***** Dataset excerpts
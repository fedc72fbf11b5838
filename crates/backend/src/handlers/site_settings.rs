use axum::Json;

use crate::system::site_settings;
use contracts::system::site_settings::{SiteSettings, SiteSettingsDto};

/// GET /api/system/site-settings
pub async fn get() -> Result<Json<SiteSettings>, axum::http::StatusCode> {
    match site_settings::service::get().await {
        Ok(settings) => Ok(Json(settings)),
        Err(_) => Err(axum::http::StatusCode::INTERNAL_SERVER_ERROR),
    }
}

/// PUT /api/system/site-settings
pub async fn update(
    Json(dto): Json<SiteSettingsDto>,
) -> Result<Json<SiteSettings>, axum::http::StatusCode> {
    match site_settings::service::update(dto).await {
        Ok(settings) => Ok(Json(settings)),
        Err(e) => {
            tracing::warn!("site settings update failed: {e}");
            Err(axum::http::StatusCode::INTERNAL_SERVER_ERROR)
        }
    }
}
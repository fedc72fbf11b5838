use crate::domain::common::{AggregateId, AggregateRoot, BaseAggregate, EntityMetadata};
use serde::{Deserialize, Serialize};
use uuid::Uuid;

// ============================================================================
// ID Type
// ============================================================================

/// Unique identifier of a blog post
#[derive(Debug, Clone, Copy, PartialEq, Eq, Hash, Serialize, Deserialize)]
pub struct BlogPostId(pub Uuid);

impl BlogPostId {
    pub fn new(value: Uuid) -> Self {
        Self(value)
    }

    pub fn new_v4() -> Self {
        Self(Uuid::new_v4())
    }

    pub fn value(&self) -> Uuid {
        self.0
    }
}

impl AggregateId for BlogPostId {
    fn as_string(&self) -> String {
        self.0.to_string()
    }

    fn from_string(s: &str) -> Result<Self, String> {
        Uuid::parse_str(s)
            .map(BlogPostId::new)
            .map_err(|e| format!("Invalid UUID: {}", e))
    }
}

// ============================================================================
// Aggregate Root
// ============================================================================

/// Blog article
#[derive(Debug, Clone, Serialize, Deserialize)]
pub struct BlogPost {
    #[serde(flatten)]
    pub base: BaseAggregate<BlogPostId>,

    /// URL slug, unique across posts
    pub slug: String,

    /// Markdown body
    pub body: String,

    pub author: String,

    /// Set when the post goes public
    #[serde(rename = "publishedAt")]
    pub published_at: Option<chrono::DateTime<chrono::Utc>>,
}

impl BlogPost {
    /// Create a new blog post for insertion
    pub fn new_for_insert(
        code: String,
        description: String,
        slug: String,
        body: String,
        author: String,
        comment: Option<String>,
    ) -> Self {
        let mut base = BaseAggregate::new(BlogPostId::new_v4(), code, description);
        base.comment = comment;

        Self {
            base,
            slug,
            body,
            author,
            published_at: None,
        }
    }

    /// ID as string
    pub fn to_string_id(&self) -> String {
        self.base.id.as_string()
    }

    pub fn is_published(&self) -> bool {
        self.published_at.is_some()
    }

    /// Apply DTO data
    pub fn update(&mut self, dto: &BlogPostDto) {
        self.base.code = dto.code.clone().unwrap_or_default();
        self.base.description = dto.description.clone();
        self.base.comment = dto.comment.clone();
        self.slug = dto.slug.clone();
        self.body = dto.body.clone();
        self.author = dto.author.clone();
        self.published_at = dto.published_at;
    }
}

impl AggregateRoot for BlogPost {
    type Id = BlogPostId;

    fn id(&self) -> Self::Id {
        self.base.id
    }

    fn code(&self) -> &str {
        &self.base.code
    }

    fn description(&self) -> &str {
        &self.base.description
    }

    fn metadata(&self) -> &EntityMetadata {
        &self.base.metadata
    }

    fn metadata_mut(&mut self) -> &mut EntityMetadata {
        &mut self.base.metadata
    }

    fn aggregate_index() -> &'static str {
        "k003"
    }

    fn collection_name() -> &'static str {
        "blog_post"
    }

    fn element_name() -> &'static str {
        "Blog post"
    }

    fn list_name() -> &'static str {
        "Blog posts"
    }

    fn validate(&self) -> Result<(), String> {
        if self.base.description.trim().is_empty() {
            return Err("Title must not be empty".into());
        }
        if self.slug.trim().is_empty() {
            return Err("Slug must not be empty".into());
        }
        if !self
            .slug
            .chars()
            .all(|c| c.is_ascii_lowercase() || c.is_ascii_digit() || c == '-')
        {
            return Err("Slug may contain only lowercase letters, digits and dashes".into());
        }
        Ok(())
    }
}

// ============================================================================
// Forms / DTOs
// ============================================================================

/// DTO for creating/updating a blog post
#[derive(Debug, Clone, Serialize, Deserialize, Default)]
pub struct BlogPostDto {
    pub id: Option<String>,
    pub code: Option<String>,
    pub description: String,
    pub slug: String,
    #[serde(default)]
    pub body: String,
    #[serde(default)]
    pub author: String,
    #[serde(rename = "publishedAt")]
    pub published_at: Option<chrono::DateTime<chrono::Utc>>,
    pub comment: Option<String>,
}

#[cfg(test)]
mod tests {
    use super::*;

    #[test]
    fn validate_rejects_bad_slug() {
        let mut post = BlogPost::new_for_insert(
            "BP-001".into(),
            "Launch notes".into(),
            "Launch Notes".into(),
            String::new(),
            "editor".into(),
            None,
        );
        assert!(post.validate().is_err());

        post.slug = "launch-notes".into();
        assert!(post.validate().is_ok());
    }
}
**********
***** Dataset excerpts
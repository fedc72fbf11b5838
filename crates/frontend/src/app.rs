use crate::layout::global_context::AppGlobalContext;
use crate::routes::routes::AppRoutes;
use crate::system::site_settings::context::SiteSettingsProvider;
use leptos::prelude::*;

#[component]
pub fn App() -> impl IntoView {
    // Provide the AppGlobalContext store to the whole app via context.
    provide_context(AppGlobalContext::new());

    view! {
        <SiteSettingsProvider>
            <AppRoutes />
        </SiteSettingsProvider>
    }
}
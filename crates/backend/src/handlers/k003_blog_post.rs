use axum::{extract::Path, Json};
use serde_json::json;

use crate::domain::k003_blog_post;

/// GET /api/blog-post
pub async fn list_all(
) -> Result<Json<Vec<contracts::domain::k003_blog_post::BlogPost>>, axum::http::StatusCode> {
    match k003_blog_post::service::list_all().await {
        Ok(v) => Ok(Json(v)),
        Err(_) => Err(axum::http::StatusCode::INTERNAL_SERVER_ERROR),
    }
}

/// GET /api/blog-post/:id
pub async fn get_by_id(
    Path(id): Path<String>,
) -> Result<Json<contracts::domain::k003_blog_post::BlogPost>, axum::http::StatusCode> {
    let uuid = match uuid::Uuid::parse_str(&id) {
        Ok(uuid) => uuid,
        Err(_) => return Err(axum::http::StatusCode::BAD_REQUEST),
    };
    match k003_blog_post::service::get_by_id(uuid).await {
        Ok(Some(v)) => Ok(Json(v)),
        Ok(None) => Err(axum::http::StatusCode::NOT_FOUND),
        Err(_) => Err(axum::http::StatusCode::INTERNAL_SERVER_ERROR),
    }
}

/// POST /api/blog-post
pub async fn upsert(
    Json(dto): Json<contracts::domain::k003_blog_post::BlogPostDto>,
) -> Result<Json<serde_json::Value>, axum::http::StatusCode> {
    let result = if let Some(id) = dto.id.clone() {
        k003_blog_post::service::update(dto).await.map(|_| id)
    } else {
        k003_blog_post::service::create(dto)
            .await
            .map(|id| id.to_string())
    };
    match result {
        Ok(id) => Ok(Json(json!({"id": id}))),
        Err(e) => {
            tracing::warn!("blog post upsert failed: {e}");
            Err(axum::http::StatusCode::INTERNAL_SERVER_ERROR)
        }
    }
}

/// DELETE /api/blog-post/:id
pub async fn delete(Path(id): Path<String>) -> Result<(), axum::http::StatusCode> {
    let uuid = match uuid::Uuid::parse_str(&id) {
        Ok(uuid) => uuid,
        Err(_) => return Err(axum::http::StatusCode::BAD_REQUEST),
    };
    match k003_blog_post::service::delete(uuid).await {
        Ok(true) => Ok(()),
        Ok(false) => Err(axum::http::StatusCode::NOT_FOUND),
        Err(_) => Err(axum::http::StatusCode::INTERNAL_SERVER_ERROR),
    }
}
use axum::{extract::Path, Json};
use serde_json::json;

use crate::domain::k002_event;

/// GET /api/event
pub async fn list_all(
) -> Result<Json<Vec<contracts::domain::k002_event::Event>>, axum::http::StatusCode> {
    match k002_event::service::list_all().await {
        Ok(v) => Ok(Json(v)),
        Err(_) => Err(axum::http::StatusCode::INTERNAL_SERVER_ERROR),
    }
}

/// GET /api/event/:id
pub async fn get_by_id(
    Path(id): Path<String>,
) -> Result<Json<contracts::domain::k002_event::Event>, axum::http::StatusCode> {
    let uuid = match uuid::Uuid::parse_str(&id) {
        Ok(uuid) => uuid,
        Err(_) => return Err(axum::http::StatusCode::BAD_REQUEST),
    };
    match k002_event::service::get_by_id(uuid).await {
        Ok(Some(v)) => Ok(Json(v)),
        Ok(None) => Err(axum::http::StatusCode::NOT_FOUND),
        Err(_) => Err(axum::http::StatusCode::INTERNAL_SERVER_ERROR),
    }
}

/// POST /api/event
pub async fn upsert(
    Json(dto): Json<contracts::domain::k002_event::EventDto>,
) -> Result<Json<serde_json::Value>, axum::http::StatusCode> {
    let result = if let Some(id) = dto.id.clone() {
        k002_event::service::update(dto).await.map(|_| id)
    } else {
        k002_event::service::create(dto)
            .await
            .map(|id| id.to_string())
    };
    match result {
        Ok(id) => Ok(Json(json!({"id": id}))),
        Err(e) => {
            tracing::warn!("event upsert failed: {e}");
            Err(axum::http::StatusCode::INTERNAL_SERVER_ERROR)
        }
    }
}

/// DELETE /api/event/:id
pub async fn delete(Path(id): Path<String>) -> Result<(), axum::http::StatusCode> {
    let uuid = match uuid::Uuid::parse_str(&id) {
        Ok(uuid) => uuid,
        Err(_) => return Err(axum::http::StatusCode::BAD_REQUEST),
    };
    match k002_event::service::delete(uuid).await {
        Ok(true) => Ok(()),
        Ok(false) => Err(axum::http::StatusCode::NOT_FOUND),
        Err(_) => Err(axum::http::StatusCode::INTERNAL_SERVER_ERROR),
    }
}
**********
***** Dataset excerpts
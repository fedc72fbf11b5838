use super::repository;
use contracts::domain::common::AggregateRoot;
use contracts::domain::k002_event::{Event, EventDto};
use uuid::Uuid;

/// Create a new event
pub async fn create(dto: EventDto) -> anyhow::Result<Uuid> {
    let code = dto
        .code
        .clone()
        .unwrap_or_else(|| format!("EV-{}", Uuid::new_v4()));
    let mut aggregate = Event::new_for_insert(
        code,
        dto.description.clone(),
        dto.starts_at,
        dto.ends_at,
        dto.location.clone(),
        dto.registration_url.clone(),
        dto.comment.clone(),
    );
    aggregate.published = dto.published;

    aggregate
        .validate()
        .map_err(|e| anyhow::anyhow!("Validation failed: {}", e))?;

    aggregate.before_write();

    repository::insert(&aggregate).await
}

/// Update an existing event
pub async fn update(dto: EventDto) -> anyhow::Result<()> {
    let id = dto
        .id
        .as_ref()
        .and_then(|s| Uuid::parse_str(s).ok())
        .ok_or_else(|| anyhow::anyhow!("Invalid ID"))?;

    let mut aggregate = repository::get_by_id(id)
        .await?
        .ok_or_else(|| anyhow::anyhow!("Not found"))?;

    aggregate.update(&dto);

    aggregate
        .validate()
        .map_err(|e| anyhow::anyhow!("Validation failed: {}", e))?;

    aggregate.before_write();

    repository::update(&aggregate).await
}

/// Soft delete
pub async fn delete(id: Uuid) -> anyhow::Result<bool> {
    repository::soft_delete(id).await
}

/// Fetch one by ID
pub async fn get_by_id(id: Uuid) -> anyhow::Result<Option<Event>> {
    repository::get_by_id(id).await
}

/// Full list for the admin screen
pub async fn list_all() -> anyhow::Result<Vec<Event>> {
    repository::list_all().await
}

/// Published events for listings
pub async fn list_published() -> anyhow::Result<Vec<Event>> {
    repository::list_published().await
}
**********
Exercise goal:
Filter the data for the string "filename". Copy each matching line.

Task solution:
filename crates/backend/src/handlers/site_settings.rs
filename crates/frontend/src/app.rs
filename crates/backend/src/handlers/k003_blog_post.rs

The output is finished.